## ACTIVITY
Check each line below for "derive" and give the count of those that have it, nothing else.

## SOURCE MATERIAL

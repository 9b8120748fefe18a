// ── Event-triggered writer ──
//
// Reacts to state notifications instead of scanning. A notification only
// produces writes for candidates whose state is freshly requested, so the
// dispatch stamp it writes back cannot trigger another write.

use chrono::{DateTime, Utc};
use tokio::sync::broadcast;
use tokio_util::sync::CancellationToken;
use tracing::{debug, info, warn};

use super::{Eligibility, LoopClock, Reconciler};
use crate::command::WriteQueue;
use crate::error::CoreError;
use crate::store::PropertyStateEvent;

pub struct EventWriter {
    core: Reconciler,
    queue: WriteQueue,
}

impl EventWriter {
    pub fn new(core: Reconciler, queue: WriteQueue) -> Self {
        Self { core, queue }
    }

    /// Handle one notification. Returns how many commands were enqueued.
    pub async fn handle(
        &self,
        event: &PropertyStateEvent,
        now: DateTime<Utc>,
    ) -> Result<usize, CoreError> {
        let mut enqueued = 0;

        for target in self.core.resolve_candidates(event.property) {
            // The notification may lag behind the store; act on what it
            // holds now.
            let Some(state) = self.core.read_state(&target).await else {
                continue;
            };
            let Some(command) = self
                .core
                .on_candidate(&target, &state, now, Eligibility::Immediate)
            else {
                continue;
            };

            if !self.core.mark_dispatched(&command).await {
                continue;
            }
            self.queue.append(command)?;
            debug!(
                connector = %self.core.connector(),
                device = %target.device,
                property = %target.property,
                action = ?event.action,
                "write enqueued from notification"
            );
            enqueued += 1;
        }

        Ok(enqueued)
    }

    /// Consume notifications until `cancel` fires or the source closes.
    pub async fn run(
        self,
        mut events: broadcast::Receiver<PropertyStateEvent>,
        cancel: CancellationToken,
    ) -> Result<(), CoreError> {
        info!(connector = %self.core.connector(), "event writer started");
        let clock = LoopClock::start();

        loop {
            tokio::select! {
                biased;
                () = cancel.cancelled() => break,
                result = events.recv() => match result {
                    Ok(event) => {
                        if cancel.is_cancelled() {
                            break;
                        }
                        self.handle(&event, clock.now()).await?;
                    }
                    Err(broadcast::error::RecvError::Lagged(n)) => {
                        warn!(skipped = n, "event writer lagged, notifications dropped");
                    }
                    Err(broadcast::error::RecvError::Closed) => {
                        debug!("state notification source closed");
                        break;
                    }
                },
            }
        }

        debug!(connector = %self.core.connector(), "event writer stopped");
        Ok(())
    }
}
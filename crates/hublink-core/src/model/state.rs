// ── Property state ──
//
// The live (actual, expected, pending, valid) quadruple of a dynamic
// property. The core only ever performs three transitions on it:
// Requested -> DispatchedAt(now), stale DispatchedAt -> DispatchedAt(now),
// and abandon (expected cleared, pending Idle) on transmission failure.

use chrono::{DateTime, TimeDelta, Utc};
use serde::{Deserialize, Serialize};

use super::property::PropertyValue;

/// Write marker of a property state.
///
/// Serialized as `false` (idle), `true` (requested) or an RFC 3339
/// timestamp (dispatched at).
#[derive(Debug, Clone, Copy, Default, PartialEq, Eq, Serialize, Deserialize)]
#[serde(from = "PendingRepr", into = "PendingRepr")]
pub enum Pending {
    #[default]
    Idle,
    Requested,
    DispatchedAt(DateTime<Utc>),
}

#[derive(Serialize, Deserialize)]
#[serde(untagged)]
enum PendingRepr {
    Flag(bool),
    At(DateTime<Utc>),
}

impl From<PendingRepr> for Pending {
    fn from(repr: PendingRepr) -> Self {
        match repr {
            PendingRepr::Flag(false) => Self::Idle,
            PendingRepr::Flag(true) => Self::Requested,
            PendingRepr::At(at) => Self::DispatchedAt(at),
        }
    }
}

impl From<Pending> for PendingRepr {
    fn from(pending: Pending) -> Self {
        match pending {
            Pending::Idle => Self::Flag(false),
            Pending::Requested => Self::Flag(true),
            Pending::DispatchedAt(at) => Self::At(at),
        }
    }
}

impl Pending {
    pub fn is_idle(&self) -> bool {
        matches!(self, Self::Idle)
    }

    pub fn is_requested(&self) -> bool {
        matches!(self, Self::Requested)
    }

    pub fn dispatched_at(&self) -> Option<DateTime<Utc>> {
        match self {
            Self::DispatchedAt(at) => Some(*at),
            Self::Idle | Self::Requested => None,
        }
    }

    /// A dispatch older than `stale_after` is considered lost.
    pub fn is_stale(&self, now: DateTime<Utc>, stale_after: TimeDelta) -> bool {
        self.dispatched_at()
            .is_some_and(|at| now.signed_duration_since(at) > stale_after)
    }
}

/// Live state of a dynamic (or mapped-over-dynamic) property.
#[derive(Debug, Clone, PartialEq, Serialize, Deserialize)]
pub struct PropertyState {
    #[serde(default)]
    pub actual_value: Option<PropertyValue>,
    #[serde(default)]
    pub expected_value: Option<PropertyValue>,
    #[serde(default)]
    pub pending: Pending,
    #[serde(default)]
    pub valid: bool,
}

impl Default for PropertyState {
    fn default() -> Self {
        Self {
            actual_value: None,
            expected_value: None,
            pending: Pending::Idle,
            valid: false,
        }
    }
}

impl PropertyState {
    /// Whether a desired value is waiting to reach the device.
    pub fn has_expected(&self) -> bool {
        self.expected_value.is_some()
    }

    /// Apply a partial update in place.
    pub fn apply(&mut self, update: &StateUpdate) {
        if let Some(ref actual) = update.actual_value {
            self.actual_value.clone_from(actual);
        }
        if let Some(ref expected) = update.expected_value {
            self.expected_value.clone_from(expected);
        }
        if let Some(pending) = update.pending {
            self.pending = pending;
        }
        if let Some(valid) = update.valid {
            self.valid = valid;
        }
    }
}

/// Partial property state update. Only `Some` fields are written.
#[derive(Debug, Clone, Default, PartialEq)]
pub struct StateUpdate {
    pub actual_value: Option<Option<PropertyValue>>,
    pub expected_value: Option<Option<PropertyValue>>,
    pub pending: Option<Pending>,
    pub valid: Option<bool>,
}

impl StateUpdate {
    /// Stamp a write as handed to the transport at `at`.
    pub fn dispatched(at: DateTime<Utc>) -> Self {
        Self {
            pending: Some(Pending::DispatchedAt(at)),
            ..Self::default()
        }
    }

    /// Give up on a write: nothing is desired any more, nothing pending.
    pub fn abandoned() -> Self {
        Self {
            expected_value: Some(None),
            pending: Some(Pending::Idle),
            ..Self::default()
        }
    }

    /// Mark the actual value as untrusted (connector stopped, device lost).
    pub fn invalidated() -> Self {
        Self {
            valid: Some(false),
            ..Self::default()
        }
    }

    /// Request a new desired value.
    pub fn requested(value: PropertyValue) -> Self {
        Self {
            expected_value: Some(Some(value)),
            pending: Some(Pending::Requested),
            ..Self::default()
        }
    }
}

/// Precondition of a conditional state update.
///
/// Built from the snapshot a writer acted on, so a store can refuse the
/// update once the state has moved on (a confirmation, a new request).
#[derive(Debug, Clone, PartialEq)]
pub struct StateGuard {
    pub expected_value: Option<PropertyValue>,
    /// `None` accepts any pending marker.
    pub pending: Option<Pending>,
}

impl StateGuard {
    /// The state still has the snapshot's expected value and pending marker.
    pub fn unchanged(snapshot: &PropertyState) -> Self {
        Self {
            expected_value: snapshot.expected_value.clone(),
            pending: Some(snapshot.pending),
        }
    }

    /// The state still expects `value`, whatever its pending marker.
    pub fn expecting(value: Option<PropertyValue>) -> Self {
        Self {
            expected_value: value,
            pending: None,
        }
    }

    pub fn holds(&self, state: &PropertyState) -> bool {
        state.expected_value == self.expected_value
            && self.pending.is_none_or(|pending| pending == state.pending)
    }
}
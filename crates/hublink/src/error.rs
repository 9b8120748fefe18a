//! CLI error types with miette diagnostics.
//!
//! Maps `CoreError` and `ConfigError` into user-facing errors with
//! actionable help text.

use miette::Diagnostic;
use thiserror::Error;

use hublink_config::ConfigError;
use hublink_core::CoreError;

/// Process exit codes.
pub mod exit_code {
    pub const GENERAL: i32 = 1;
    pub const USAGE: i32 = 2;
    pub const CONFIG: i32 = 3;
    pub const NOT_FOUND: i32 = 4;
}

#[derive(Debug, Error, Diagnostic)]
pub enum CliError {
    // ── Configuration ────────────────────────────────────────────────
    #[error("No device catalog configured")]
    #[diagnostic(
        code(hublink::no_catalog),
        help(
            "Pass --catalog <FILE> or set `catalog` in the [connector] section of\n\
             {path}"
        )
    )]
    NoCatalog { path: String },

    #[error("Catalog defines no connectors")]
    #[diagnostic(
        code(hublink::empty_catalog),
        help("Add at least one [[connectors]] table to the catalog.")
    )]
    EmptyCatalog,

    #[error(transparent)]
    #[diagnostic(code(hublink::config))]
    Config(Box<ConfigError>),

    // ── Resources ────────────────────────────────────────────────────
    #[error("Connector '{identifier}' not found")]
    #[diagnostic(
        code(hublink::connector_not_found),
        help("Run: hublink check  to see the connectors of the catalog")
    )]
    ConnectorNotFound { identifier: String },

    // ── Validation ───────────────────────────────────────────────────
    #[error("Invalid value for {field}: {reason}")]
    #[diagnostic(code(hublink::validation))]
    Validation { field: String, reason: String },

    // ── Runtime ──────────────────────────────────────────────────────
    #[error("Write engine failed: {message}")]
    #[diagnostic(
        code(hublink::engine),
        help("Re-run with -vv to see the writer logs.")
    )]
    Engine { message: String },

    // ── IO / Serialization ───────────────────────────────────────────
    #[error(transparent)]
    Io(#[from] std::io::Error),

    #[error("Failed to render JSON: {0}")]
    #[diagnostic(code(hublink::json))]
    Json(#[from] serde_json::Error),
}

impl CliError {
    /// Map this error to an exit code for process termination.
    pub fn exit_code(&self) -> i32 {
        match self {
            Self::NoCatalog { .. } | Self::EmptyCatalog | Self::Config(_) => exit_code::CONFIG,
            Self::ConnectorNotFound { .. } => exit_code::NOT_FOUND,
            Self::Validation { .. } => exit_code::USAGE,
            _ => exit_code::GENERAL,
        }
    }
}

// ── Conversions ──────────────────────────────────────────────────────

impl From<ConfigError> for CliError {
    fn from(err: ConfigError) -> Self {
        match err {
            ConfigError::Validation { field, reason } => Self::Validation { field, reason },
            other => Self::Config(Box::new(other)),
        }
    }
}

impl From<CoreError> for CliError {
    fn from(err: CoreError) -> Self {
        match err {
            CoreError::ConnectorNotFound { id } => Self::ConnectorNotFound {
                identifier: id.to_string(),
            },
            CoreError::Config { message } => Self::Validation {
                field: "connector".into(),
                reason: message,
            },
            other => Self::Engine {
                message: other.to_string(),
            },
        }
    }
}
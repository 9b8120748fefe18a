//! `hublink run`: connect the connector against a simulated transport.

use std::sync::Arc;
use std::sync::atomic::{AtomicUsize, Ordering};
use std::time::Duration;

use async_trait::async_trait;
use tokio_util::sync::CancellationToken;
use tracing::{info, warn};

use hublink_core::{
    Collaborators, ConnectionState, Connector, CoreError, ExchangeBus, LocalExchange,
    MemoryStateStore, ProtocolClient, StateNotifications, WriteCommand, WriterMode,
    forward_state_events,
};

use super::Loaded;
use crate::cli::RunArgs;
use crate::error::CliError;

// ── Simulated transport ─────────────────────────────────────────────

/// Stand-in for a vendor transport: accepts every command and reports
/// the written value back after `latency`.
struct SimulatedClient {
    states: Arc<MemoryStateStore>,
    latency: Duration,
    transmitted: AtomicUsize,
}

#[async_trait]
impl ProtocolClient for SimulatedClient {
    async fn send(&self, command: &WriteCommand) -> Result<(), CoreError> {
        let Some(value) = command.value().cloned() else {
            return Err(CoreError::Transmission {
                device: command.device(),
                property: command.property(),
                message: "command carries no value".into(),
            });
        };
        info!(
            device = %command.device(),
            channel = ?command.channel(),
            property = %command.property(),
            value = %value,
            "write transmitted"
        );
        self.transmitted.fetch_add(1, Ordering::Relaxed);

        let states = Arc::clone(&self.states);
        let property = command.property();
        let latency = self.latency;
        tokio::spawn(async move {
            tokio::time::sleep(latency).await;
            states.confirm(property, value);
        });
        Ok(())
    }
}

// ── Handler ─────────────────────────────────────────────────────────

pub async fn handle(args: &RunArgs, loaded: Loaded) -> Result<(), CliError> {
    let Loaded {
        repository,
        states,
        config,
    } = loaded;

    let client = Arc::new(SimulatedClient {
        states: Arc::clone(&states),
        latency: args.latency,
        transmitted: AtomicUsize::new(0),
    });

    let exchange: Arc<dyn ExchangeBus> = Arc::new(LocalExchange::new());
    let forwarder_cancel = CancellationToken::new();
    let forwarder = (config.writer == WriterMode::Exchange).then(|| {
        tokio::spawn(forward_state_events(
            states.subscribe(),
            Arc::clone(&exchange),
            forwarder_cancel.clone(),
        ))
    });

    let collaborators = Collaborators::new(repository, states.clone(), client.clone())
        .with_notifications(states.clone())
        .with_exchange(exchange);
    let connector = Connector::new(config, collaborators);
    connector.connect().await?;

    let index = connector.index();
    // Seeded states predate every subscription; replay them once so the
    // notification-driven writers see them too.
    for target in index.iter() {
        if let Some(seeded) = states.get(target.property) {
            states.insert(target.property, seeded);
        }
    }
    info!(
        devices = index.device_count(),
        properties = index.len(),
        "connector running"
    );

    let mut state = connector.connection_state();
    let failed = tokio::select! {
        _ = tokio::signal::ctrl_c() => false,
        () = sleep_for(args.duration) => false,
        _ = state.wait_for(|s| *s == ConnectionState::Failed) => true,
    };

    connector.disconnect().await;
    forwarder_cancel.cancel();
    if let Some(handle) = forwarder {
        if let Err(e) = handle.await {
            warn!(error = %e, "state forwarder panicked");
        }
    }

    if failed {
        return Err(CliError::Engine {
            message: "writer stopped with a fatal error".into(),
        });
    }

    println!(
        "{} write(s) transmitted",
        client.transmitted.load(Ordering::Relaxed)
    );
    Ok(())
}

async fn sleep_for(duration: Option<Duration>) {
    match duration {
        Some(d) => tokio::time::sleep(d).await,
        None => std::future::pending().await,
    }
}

## TASK RESULT
6